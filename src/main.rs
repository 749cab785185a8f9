// =========================================================
// Démonstrations — Attaques MIA contre PSI & pipeline GCMS
// (avec choix interactif)
// =========================================================

// ── Moteurs d'attaque ─────────────────────────────────────
use anonpsi_crypto::attacks::actbayesian::actbayesian::actbayesian;
use anonpsi_crypto::attacks::baseline::baseline::baseline_attack_with_limited_call;
use anonpsi_crypto::attacks::baseline::improved_baseline::improved_baseline_attack_with_limited_call;
use anonpsi_crypto::attacks::dynpathblizer::dynpathblizer::dynpathblizer;
use anonpsi_crypto::attacks::dynpathblizer::dynpathblizer_params::LeakageMemo;
use anonpsi_crypto::attacks::treesumexplorer::sum_only::improved_attack_with_sum_only;
use anonpsi_crypto::attacks::treesumexplorer::treesumexplorer::psi_sum_attack;

// ── Oracles ───────────────────────────────────────────────
use anonpsi_crypto::oracle::{psi_cardinality, psi_sum, psi_sum_int};

// ── Volet LDP ─────────────────────────────────────────────
use anonpsi_crypto::gcms::gcms_client::on_device_ldp_algorithm;
use anonpsi_crypto::gcms::gcms_server::GcmsServer;
use anonpsi_crypto::gcms::gcms_shuffler::shuffle;
use anonpsi_crypto::gcms::gcms_utils::GcmsParams;
use anonpsi_crypto::unknown_domain::unknown_domain_aux_server::{
    ThresholdParams, UnknownDomainAuxServer,
};
use anonpsi_crypto::unknown_domain::unknown_domain_client::on_device_algorithm;
use anonpsi_crypto::unknown_domain::unknown_domain_server::UnknownDomainServer;

// ── Gestion des clés ──────────────────────────────────────
use anonpsi_crypto::key_management::{
    ensure_keys_directory, key_file_exists, load_keypair_json, save_keypair_json,
    save_public_key_json,
};
use anonpsi_crypto::rsa_oaep::r_keygen::r_keygen::r_keygen;

// ── Types et erreurs ──────────────────────────────────────
use anonpsi_crypto::CryptoError;
use anonpsi_crypto::KeyPair;

// ── Stdlib & crates externes ──────────────────────────────
use rand::rngs::StdRng;
use rand::seq::SliceRandom;
use rand::SeedableRng;
use std::collections::HashSet;
use std::io::{self, Write};
use std::time::Instant;

// ── Chemins des fichiers de clés ──────────────────────────
const KEYS_DIR: &str = "keys";
const SERVER_KEYPAIR_PATH: &str = "keys/rsa_server_keypair.json";
const SERVER_PUBLIC_KEY_PATH: &str = "keys/rsa_server_public_key.json";
const AUX_KEYPAIR_PATH: &str = "keys/rsa_aux_keypair.json";

// ─────────────────────────────────────────────────────────
// Erreur applicative centrale
//
// Unifie CryptoError et io::Error pour propager toutes les
// erreurs via ? sans conversion manuelle.
// ─────────────────────────────────────────────────────────

#[derive(Debug)]
enum AppError {
    Crypto(CryptoError),
    Io(std::io::Error),
}

impl std::fmt::Display for AppError {
    fn fmt(&self, f: &mut std::fmt::Formatter<'_>) -> std::fmt::Result {
        match self {
            AppError::Crypto(e) => write!(f, "Erreur cryptographique : {}", e),
            AppError::Io(e) => write!(f, "Erreur I/O : {}", e),
        }
    }
}

impl From<CryptoError> for AppError {
    fn from(e: CryptoError) -> Self {
        AppError::Crypto(e)
    }
}

impl From<std::io::Error> for AppError {
    fn from(e: std::io::Error) -> Self {
        AppError::Io(e)
    }
}

// ─────────────────────────────────────────────────────────
// Point d'entrée
// ─────────────────────────────────────────────────────────

fn main() {
    if let Err(e) = ensure_keys_directory(KEYS_DIR) {
        eprintln!("[FATAL] Impossible de créer le répertoire keys/ : {}", e);
        std::process::exit(1);
    }

    loop {
        afficher_menu();
        let choix = lire_choix();

        let res = match choix.as_str() {
            "1" => demonstration_attaques(),
            "2" => demonstration_gcms(),
            "3" => demonstration_domaine_inconnu(),
            "4" => {
                println!("\nAu revoir !\n");
                break;
            }
            _ => {
                println!("\nChoix invalide. Veuillez choisir 1, 2, 3 ou 4.\n");
                continue;
            }
        };

        if let Err(e) = res {
            eprintln!("\n[ERREUR] {}\n", e);
        }

        println!("\nAppuyez sur Entrée pour continuer...");
        let mut pause = String::new();
        io::stdin().read_line(&mut pause).ok();
    }
}

// ─────────────────────────────────────────────────────────
// Menu
// ─────────────────────────────────────────────────────────

fn afficher_menu() {
    println!("\n╔═══════════════════════════════════════════════╗");
    println!("║   ANONPSI & GCMS — MENU                       ║");
    println!("╚═══════════════════════════════════════════════╝");
    println!("\n  [1] Attaques par inférence d'appartenance (PSI)");
    println!("  [2] Estimation de fréquence GCMS (shuffle-LDP)");
    println!("  [3] Collecte à domaine inconnu (deux serveurs)");
    println!("  [4] Quitter\n");
    print!("Votre choix : ");
    io::stdout().flush().ok();
}

fn lire_choix() -> String {
    let mut input = String::new();
    io::stdin().read_line(&mut input).ok();
    input.trim().to_string()
}

// ─────────────────────────────────────────────────────────
// Gestion des clés : chargement ou génération + sauvegarde
// ─────────────────────────────────────────────────────────

fn charger_ou_generer_cles(keypair_path: &str, bits: u64) -> Result<KeyPair, AppError> {
    if key_file_exists(keypair_path) {
        println!("\n  Clés existantes détectées ({}) — chargement...", keypair_path);
        let t = Instant::now();
        match load_keypair_json(keypair_path) {
            Ok(kp) => {
                if kp.public_key.n.bits() == bits {
                    println!("  Clés chargées depuis le disque ({:.3?})\n", t.elapsed());
                    return Ok(kp);
                }
                println!("  Taille inattendue ({} bits) — regénération...", kp.public_key.n.bits());
            }
            Err(e) => println!("  Erreur de chargement ({}) — regénération...", e),
        }
    } else {
        println!("\n  Aucune clé trouvée — génération RSA ({} bits)...", bits);
    }

    let t = Instant::now();
    let keypair = r_keygen(bits)?;
    println!("  Clés générées ({} bits) — temps : {:.3?}", bits, t.elapsed());
    save_keypair_json(&keypair, keypair_path)?;
    println!("  Clés sauvegardées dans {}\n", keypair_path);
    Ok(keypair)
}

// ─────────────────────────────────────────────────────────
// Génération d'ensembles synthétiques à intersection imposée
// ─────────────────────────────────────────────────────────

fn generer_ensembles_avec_intersection(
    victim_set_num: usize,
    target_set_num: usize,
    dense: usize,
    intersection_num: usize,
    rng: &mut StdRng,
) -> (HashSet<u64>, HashSet<u64>) {
    let upper = (victim_set_num.max(target_set_num) * dense) as u64;
    let mut pool: Vec<u64> = (0..upper).collect();
    pool.shuffle(rng);

    let intersection = &pool[..intersection_num];
    let victim_only = &pool[intersection_num..victim_set_num];
    let target_only = &pool[victim_set_num..victim_set_num + target_set_num - intersection_num];

    let victim_x: HashSet<u64> = victim_only.iter().chain(intersection).copied().collect();
    let target_y: HashSet<u64> = target_only.iter().chain(intersection).copied().collect();
    (victim_x, target_y)
}

// ─────────────────────────────────────────────────────────
// [1] Démonstration des moteurs d'attaque
// ─────────────────────────────────────────────────────────

fn demonstration_attaques() -> Result<(), AppError> {
    println!("\n==============================================");
    println!("    Attaques MIA contre PSI — Démonstration");
    println!("==============================================");

    let victim_set_size = 20usize;
    let target_set_size = 20usize;
    let intersection_num = 10usize;
    let tau = 10usize;

    let mut rng = StdRng::seed_from_u64(2023);
    let (victim_x, target_y) =
        generer_ensembles_avec_intersection(victim_set_size, target_set_size, 2, intersection_num, &mut rng);

    println!("\n  |X| = {}, |Y| = {}, |X ∩ Y| = {}, τ = {}", victim_x.len(), target_y.len(), intersection_num, tau);

    println!("\n  Pré-calcul des tables (γ, φ) jusqu'à n = {}...", victim_set_size);
    let t = Instant::now();
    let memo = LeakageMemo::build(victim_set_size);
    println!("  Tables construites en {:.3?}", t.elapsed());

    // Attaque de référence
    let t = Instant::now();
    let (z_pos, z_neg) =
        baseline_attack_with_limited_call(&victim_x, |a| psi_cardinality(a, &target_y), tau, &mut rng);
    println!("\n  Référence (USENIX22)      : fuite = {:2}  ({:.3?})", z_pos.len() + z_neg.len(), t.elapsed());

    // Référence améliorée
    let t = Instant::now();
    let (z_pos, z_neg) = improved_baseline_attack_with_limited_call(
        &victim_x,
        |a| psi_cardinality(a, &target_y),
        tau,
        &mut rng,
    );
    println!("  Référence améliorée       : fuite = {:2}  ({:.3?})", z_pos.len() + z_neg.len(), t.elapsed());

    // Dynpathblizer
    let t = Instant::now();
    let (z_pos, z_neg) =
        dynpathblizer(&victim_x, |a| psi_cardinality(a, &target_y), tau, &memo, &mut rng);
    println!("  Dynpathblizer (DP)        : fuite = {:2}  ({:.3?})", z_pos.len() + z_neg.len(), t.elapsed());

    // TreeSumExplorer sur le volet entier
    let victim_int: HashSet<i64> = victim_x.iter().map(|&v| v as i64).collect();
    let target_int: HashSet<i64> = target_y.iter().map(|&v| v as i64).collect();
    let t = Instant::now();
    let (z_pos, z_neg) = psi_sum_attack(
        &victim_int,
        |a| psi_sum_int(a, &target_int),
        tau as i64,
        1e10,
        &mut rng,
    );
    println!("  TreeSumExplorer (n-sum)   : fuite = {:2}  ({:.3?})", z_pos.len() + z_neg.len(), t.elapsed());

    // Canal somme seul, sur paires (id, valeur)
    let victim_pairs: HashSet<(u64, i64)> = victim_x.iter().map(|&v| (v, 1 + v as i64)).collect();
    let target_pairs: HashSet<(u64, i64)> = target_y.iter().map(|&v| (v, 1 + v as i64)).collect();
    let t = Instant::now();
    let (z_pos, z_neg) = improved_attack_with_sum_only(
        &victim_pairs,
        |a| psi_sum(a, &target_pairs),
        tau,
        &mut rng,
    );
    println!("  Canal somme seul          : fuite = {:2}  ({:.3?})", z_pos.len() + z_neg.len(), t.elapsed());

    // ActBayesian sur le vecteur binaire d'appartenance
    let mut dataset: Vec<u8> = victim_x.iter().map(|v| target_y.contains(v) as u8).collect();
    dataset.shuffle(&mut rng);
    let t = Instant::now();
    let outcome = actbayesian(tau as i64, 0.25, 0.8, &dataset, 0.1, 0.0, 0.5, &mut rng);
    println!(
        "  ActBayesian               : fuite = {:2}  (erreurs +{} / -{})  ({:.3?})",
        outcome.true_pos_leak + outcome.true_neg_leak,
        outcome.pos_err,
        outcome.neg_err,
        t.elapsed()
    );

    Ok(())
}

// ─────────────────────────────────────────────────────────
// [2] Démonstration GCMS — estimation de fréquence
// ─────────────────────────────────────────────────────────

fn demonstration_gcms() -> Result<(), AppError> {
    println!("\n==============================================");
    println!("    GCMS (shuffle-LDP) — Démonstration");
    println!("==============================================");

    let params = GcmsParams {
        k: 1000,
        m: 1024,
        s: 56,
        p: 0.5,
    };
    println!("\n  k = {}, m = {}, s = {}, p = {}", params.k, params.m, params.s, params.p);
    println!("  ε dérivé = {:.4}", params.epsilon());

    let keypair = charger_ou_generer_cles(SERVER_KEYPAIR_PATH, 2048)?;
    save_public_key_json(&keypair.public_key, SERVER_PUBLIC_KEY_PATH)?;

    let mut data: Vec<Option<String>> = Vec::new();
    data.extend(std::iter::repeat(Some("123".to_string())).take(100));
    data.extend(std::iter::repeat(Some("456".to_string())).take(50));
    data.extend(std::iter::repeat(Some("789".to_string())).take(25));
    data.push(None); // valeur manquante, ignorée par le client

    // 1. Les clients privatisent et chiffrent leurs messages
    let t = Instant::now();
    let batch = on_device_ldp_algorithm(params.k, params.m, &data, params.s, params.p, &keypair.public_key)?;
    println!("\n  [1] Client    : {} messages privatisés et chiffrés ({:.3?})", batch.encrypted_messages.len(), t.elapsed());

    // 2. Le mélangeur applique une permutation uniforme
    let t = Instant::now();
    let shuffled = shuffle(&batch.encrypted_messages);
    println!("  [2] Mélangeur : permutation uniforme appliquée ({:.3?})", t.elapsed());

    // 3. Le serveur déchiffre, agrège, estime
    let mut server = GcmsServer::new(params.k, params.m, keypair);
    let t = Instant::now();
    let (plaintexts, hash_indexes) = server.decrypt_message(&shuffled)?;
    println!("  [3] Serveur   : {} messages déchiffrés ({:.3?})", plaintexts.len(), t.elapsed());

    server.construct_sketch_matrix(&plaintexts, &hash_indexes);
    for message in ["123", "456", "789"] {
        let estimate = server.estimate_frequency(message, params.p, params.s);
        println!("      f̂({}) = {:8.2}", message, estimate);
    }

    Ok(())
}

// ─────────────────────────────────────────────────────────
// [3] Démonstration domaine inconnu — deux serveurs
// ─────────────────────────────────────────────────────────

fn demonstration_domaine_inconnu() -> Result<(), AppError> {
    println!("\n==============================================");
    println!("  Collecte à domaine inconnu — Démonstration");
    println!("==============================================");

    let server_kp = charger_ou_generer_cles(SERVER_KEYPAIR_PATH, 2048)?;
    let aux_kp = charger_ou_generer_cles(AUX_KEYPAIR_PATH, 3072)?;

    let mut data: Vec<String> = Vec::new();
    data.extend(std::iter::repeat("123".to_string()).take(100));
    data.extend(std::iter::repeat("456".to_string()).take(50));
    data.extend(std::iter::repeat("789".to_string()).take(25));

    let params = ThresholdParams {
        epsilon: 0.1,
        delta: 1.0 / (10.0 * data.len() as f64),
    };
    println!("\n  ε = {}, δ = {:.5}, T = {:.2}", params.epsilon, params.delta, params.threshold());

    // 1. Double chiffrement côté client
    let t = Instant::now();
    let encrypted = on_device_algorithm(&data, &server_kp.public_key, &aux_kp.public_key)?;
    println!("\n  [1] Client     : {} messages doublement chiffrés ({:.3?})", encrypted.len(), t.elapsed());

    // 2. Mélange
    let shuffled = shuffle(&encrypted);
    println!("  [2] Mélangeur  : permutation uniforme appliquée");

    // 3. Seuillage DP au serveur auxiliaire
    let aux_server = UnknownDomainAuxServer::new(aux_kp);
    let t = Instant::now();
    let released = aux_server.dp_protection(&shuffled, params.threshold(), params.scale())?;
    println!("  [3] Auxiliaire : {} groupe(s) au-dessus du seuil ({:.3?})", released.len(), t.elapsed());

    // 4. Déchiffrement final
    let server = UnknownDomainServer::new(server_kp);
    let result = server.decrypt_message(&released)?;
    println!("  [4] Serveur    : vocabulaire libéré = {:?}", result);

    Ok(())
}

+---+

Scan the material above for the string "pool" and return the lines that hold it.

• **SOLVED PROBLEM**
    let mut pool: Vec<u64> = (0..upper).collect();
    pool.shuffle(rng);
    let intersection = &pool[..intersection_num];
    let victim_only = &pool[intersection_num..victim_set_num];
    let target_only = &pool[victim_set_num..victim_set_num + target_set_num - intersection_num];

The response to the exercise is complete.